Several species were recorded for the first time including Baillon’s CrakesAustralian Shelducks (and 13 offspring) and a Swamp Harrier on Jillamatong, Striated Thornbills on several properties,  Rufous Fantail on Clarevale, and a pair of Eastern Whipbirds on Durham Hall, the latter two species usually being found in wet forests.  Many of the species that migrate north for the winter had returned including White-winged Triller, Dusky Woodswallow, Dollarbird, Australian Reed-Warbler and Rufous Songlark.  Perhaps the dry conditions accounted for the absence of any cuckoos or Sacred Kingfishers which returned to Canberra several weeks ago.

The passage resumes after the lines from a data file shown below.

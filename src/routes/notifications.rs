use axum::{
    Json, Router,
    extract::{Path, Query, State},
    routing::{delete, get, patch},
};
use uuid::Uuid;

use crate::{
    dto::notifications::{MarkedRead, NotificationList, UnreadCount},
    error::AppResult,
    middleware::auth::AuthUser,
    models::Notification,
    response::ApiResponse,
    routes::params::UnreadFilter,
    services::notification_service,
    state::AppState,
};

pub fn router() -> Router<AppState> {
    Router::new()
        .route("/", get(list_notifications))
        .route("/unread-count", get(unread_count))
        .route("/read-all", patch(mark_all_read))
        .route("/{id}/read", patch(mark_read))
        .route("/{id}", delete(delete_notification))
}

#[utoipa::path(
    get,
    path = "/api/notifications",
    params(
        ("page" = Option<i64>, Query, description = "Page number, default 1"),
        ("per_page" = Option<i64>, Query, description = "Items per page, default 20"),
        ("unread_only" = Option<bool>, Query, description = "Only unread notifications")
    ),
    responses(
        (status = 200, description = "Own notifications, newest first", body = ApiResponse<NotificationList>)
    ),
    security(("bearer_auth" = [])),
    tag = "Notifications"
)]
pub async fn list_notifications(
    State(state): State<AppState>,
    user: AuthUser,
    Query(query): Query<UnreadFilter>,
) -> AppResult<Json<ApiResponse<NotificationList>>> {
    let resp = notification_service::list_notifications(&state, &user, query).await?;
    Ok(Json(resp))
}

#[utoipa::path(
    get,
    path = "/api/notifications/unread-count",
    responses(
        (status = 200, description = "Unread notification count", body = ApiResponse<UnreadCount>)
    ),
    security(("bearer_auth" = [])),
    tag = "Notifications"
)]
pub async fn unread_count(
    State(state): State<AppState>,
    user: AuthUser,
) -> AppResult<Json<ApiResponse<UnreadCount>>> {
    let resp = notification_service::unread_count(&state, &user).await?;
    Ok(Json(resp))
}

#[utoipa::path(
    patch,
    path = "/api/notifications/read-all",
    responses(
        (status = 200, description = "Own unread notifications marked read", body = ApiResponse<MarkedRead>)
    ),
    security(("bearer_auth" = [])),
    tag = "Notifications"
)]
pub async fn mark_all_read(
    State(state): State<AppState>,
    user: AuthUser,
) -> AppResult<Json<ApiResponse<MarkedRead>>> {
    let resp = notification_service::mark_all_read(&state, &user).await?;
    Ok(Json(resp))
}

#[utoipa::path(
    patch,
    path = "/api/notifications/{id}/read",
    params(("id" = Uuid, Path, description = "Notification ID")),
    responses(
        (status = 200, description = "Notification marked read", body = ApiResponse<Notification>),
        (status = 404, description = "Notification not found")
    ),
    security(("bearer_auth" = [])),
    tag = "Notifications"
)]
pub async fn mark_read(
    State(state): State<AppState>,
    user: AuthUser,
    Path(id): Path<Uuid>,
) -> AppResult<Json<ApiResponse<Notification>>> {
    let resp = notification_service::mark_read(&state, &user, id).await?;
    Ok(Json(resp))
}

#[utoipa::path(
    delete,
    path = "/api/notifications/{id}",
    params(("id" = Uuid, Path, description = "Notification ID")),
    responses(
        (status = 200, description = "Notification deleted"),
        (status = 404, description = "Notification not found")
    ),
    security(("bearer_auth" = [])),
    tag = "Notifications"
)]
pub async fn delete_notification(
    State(state): State<AppState>,
    user: AuthUser,
    Path(id): Path<Uuid>,
) -> AppResult<Json<ApiResponse<serde_json::Value>>> {
    let resp = notification_service::delete_notification(&state, &user, id).await?;
    Ok(Json(resp))
}
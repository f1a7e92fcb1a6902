use axum::Router;

use crate::state::AppState;

pub mod admin;
pub mod analytics;
pub mod auth;
pub mod cart;
pub mod categories;
pub mod content;
pub mod doc;
pub mod health;
pub mod notifications;
pub mod orders;
pub mod params;
pub mod products;
pub mod profile;
pub mod uploads;

// Build the API router without binding state; it will be provided at the top level.
pub fn create_api_router() -> Router<AppState> {
    Router::new()
        .nest("/auth", auth::router())
        .nest("/profile", profile::router())
        .nest("/categories", categories::router())
        .nest("/products", products::router())
        .nest("/cart", cart::router())
        .nest("/orders", orders::router())
        .nest("/notifications", notifications::router())
        .nest("/analytics", analytics::router())
        .nest("/uploads", uploads::router())
        .nest("/admin", admin::router())
        .merge(content::router())
}
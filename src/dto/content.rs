use std::collections::BTreeMap;

use serde::{Deserialize, Serialize};
use utoipa::ToSchema;

use crate::models::{BankAccount, Contact, HeroSlide};

#[derive(Debug, Deserialize, ToSchema)]
pub struct CreateBankAccountRequest {
    pub bank_name: String,
    pub account_number: String,
    pub account_name: String,
    pub is_active: Option<bool>,
}

#[derive(Debug, Deserialize, ToSchema)]
pub struct UpdateBankAccountRequest {
    pub bank_name: Option<String>,
    pub account_number: Option<String>,
    pub account_name: Option<String>,
    pub is_active: Option<bool>,
}

#[derive(Debug, Serialize, ToSchema)]
pub struct BankAccountList {
    pub items: Vec<BankAccount>,
}

#[derive(Debug, Deserialize, ToSchema)]
pub struct CreateHeroSlideRequest {
    pub title: String,
    pub subtitle: Option<String>,
    pub image_url: String,
    pub link_url: Option<String>,
    pub sort_order: Option<i32>,
    pub is_active: Option<bool>,
}

#[derive(Debug, Deserialize, ToSchema)]
pub struct UpdateHeroSlideRequest {
    pub title: Option<String>,
    pub subtitle: Option<String>,
    pub image_url: Option<String>,
    pub link_url: Option<String>,
    pub sort_order: Option<i32>,
    pub is_active: Option<bool>,
}

#[derive(Debug, Serialize, ToSchema)]
pub struct HeroSlideList {
    pub items: Vec<HeroSlide>,
}

#[derive(Debug, Deserialize, Serialize, ToSchema)]
pub struct SettingsMap {
    pub settings: BTreeMap<String, String>,
}

#[derive(Debug, Deserialize, ToSchema)]
pub struct CreateContactRequest {
    pub name: String,
    pub email: String,
    pub phone: Option<String>,
    pub subject: Option<String>,
    pub message: String,
}

#[derive(Debug, Serialize, ToSchema)]
pub struct ContactList {
    pub items: Vec<Contact>,
}
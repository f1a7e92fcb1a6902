use sea_orm::entity::prelude::*;

#[derive(Clone, Debug, PartialEq, DeriveEntityModel)]
#[sea_orm(table_name = "cart_items")]
pub struct Model {
    #[sea_orm(primary_key)]
    pub id: Uuid,
    pub user_id: Uuid,
    pub product_id: Uuid,
    pub quantity: i32,
    pub created_at: DateTimeWithTimeZone,
    pub updated_at: DateTimeWithTimeZone,
}

#[derive(Copy, Clone, Debug, EnumIter, DeriveRelation)]
pub enum Relation {
    #[sea_orm(
        belongs_to = "super::users::Entity",
        from = "Column::UserId",
        to = "super::users::Column::Id"
    )]
    Users,
    #[sea_orm(
        belongs_to = "super::products::Entity",
        from = "Column::ProductId",
        to = "super::products::Column::Id"
    )]
    Products,
}

impl Related<super::users::Entity> for Entity {
    fn to() -> RelationDef {
        Relation::Users.def()
    }
}

impl Related<super::products::Entity> for Entity {
    fn to() -> RelationDef {
        Relation::Products.def()
    }
}

impl ActiveModelBehavior for ActiveModel {}
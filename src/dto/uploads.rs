use utoipa::ToSchema;

/// Multipart body for image uploads.
#[allow(dead_code)]
#[derive(ToSchema)]
pub struct UploadForm {
    #[schema(value_type = String, format = Binary)]
    pub file: Vec<u8>,
}
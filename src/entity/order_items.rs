use sea_orm::entity::prelude::*;

#[derive(Clone, Debug, PartialEq, DeriveEntityModel)]
#[sea_orm(table_name = "order_items")]
pub struct Model {
    #[sea_orm(primary_key)]
    pub id: Uuid,
    pub order_id: Uuid,
    pub product_id: Uuid,
    pub product_name: String,
    pub quantity: i32,
    /// Unit price at the time the order was placed.
    pub price: i64,
    pub created_at: DateTimeWithTimeZone,
}

#[derive(Copy, Clone, Debug, EnumIter, DeriveRelation)]
pub enum Relation {
    #[sea_orm(
        belongs_to = "super::orders::Entity",
        from = "Column::OrderId",
        to = "super::orders::Column::Id"
    )]
    Orders,
    #[sea_orm(
        belongs_to = "super::products::Entity",
        from = "Column::ProductId",
        to = "super::products::Column::Id"
    )]
    Products,
}

impl Related<super::orders::Entity> for Entity {
    fn to() -> RelationDef {
        Relation::Orders.def()
    }
}

impl Related<super::products::Entity> for Entity {
    fn to() -> RelationDef {
        Relation::Products.def()
    }
}

impl ActiveModelBehavior for ActiveModel {}
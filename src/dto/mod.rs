pub mod analytics;
pub mod auth;
pub mod cart;
pub mod categories;
pub mod content;
pub mod notifications;
pub mod orders;
pub mod payments;
pub mod products;
pub mod reports;
pub mod uploads;
pub mod users;
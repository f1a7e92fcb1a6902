use sea_orm::entity::prelude::*;

#[derive(Clone, Debug, PartialEq, DeriveEntityModel)]
#[sea_orm(table_name = "bank_accounts")]
pub struct Model {
    #[sea_orm(primary_key)]
    pub id: Uuid,
    pub bank_name: String,
    pub account_number: String,
    pub account_name: String,
    pub is_active: bool,
    pub created_at: DateTimeWithTimeZone,
    pub updated_at: DateTimeWithTimeZone,
}

#[derive(Copy, Clone, Debug, EnumIter, DeriveRelation)]
pub enum Relation {}

impl ActiveModelBehavior for ActiveModel {}
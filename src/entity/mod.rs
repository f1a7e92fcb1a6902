pub mod bank_accounts;
pub mod cart_items;
pub mod categories;
pub mod contacts;
pub mod hero_slides;
pub mod notifications;
pub mod order_items;
pub mod orders;
pub mod page_visits;
pub mod product_images;
pub mod products;
pub mod settings;
pub mod users;
pub mod visitors;

pub use bank_accounts::Entity as BankAccounts;
pub use cart_items::Entity as CartItems;
pub use categories::Entity as Categories;
pub use contacts::Entity as Contacts;
pub use hero_slides::Entity as HeroSlides;
pub use notifications::Entity as Notifications;
pub use order_items::Entity as OrderItems;
pub use orders::Entity as Orders;
pub use page_visits::Entity as PageVisits;
pub use product_images::Entity as ProductImages;
pub use products::Entity as Products;
pub use settings::Entity as Settings;
pub use users::Entity as Users;
pub use visitors::Entity as Visitors;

One particularly interesting bird found in the remnant on Durham Hall was a “blue” rosella which showed no crimson; in place of the crimson was pale yellow.  It was with a normal Crimson Rosella and from the attention they were showing in a tree hollow, it seemed that they were a pair intent on breeding.  At lunch, one property owner produced a photo of a “blue” rosella taken in his garden in August 2017  and I have had a report of one on Mt Sunset this year.  Another proeprty owner can recall seeing a “blue” rosella in the area in 1998.  It is possible for rosellas to live for more than 19 years but it is more likely that they have bred with normal Crimson Rosellas and produced several more blue birds. The fact that the Durham Hall bird was more yellow than the bird in the photo supports this theory.  Fellow members of COG have suggested the following explanation:

  • A bird may carry the mutated (recessive) gene but not show it.
  • In this case the “mutant” gene exists at low levels in the population. So most birds do not show or carry the “mutant” gene.
  • The ‘blue’ Rosella must have received the mutant gene from both parents.
  • Where 2 normal parents are both carrying the recessive gene: on average, all other things being equal, 25% of their offspring will show the ‘blue’ character, other 75% normal.
  • Where there is 1 blue rosella parent and the other normal parent carrying the recessive gene: on average, all other things being equal, 50% of their offspring will show the ‘blue’ character, other half normal.
  • Where there is 1 blue rosella and the other normal parent is not carrying the recessive gene, they will only produce normal looking offspring, although all of the offspring will carry the mutant and the normal gene.
  • Where there are 2 blue rosella parents: all of any offspring will show the ‘blue’ character.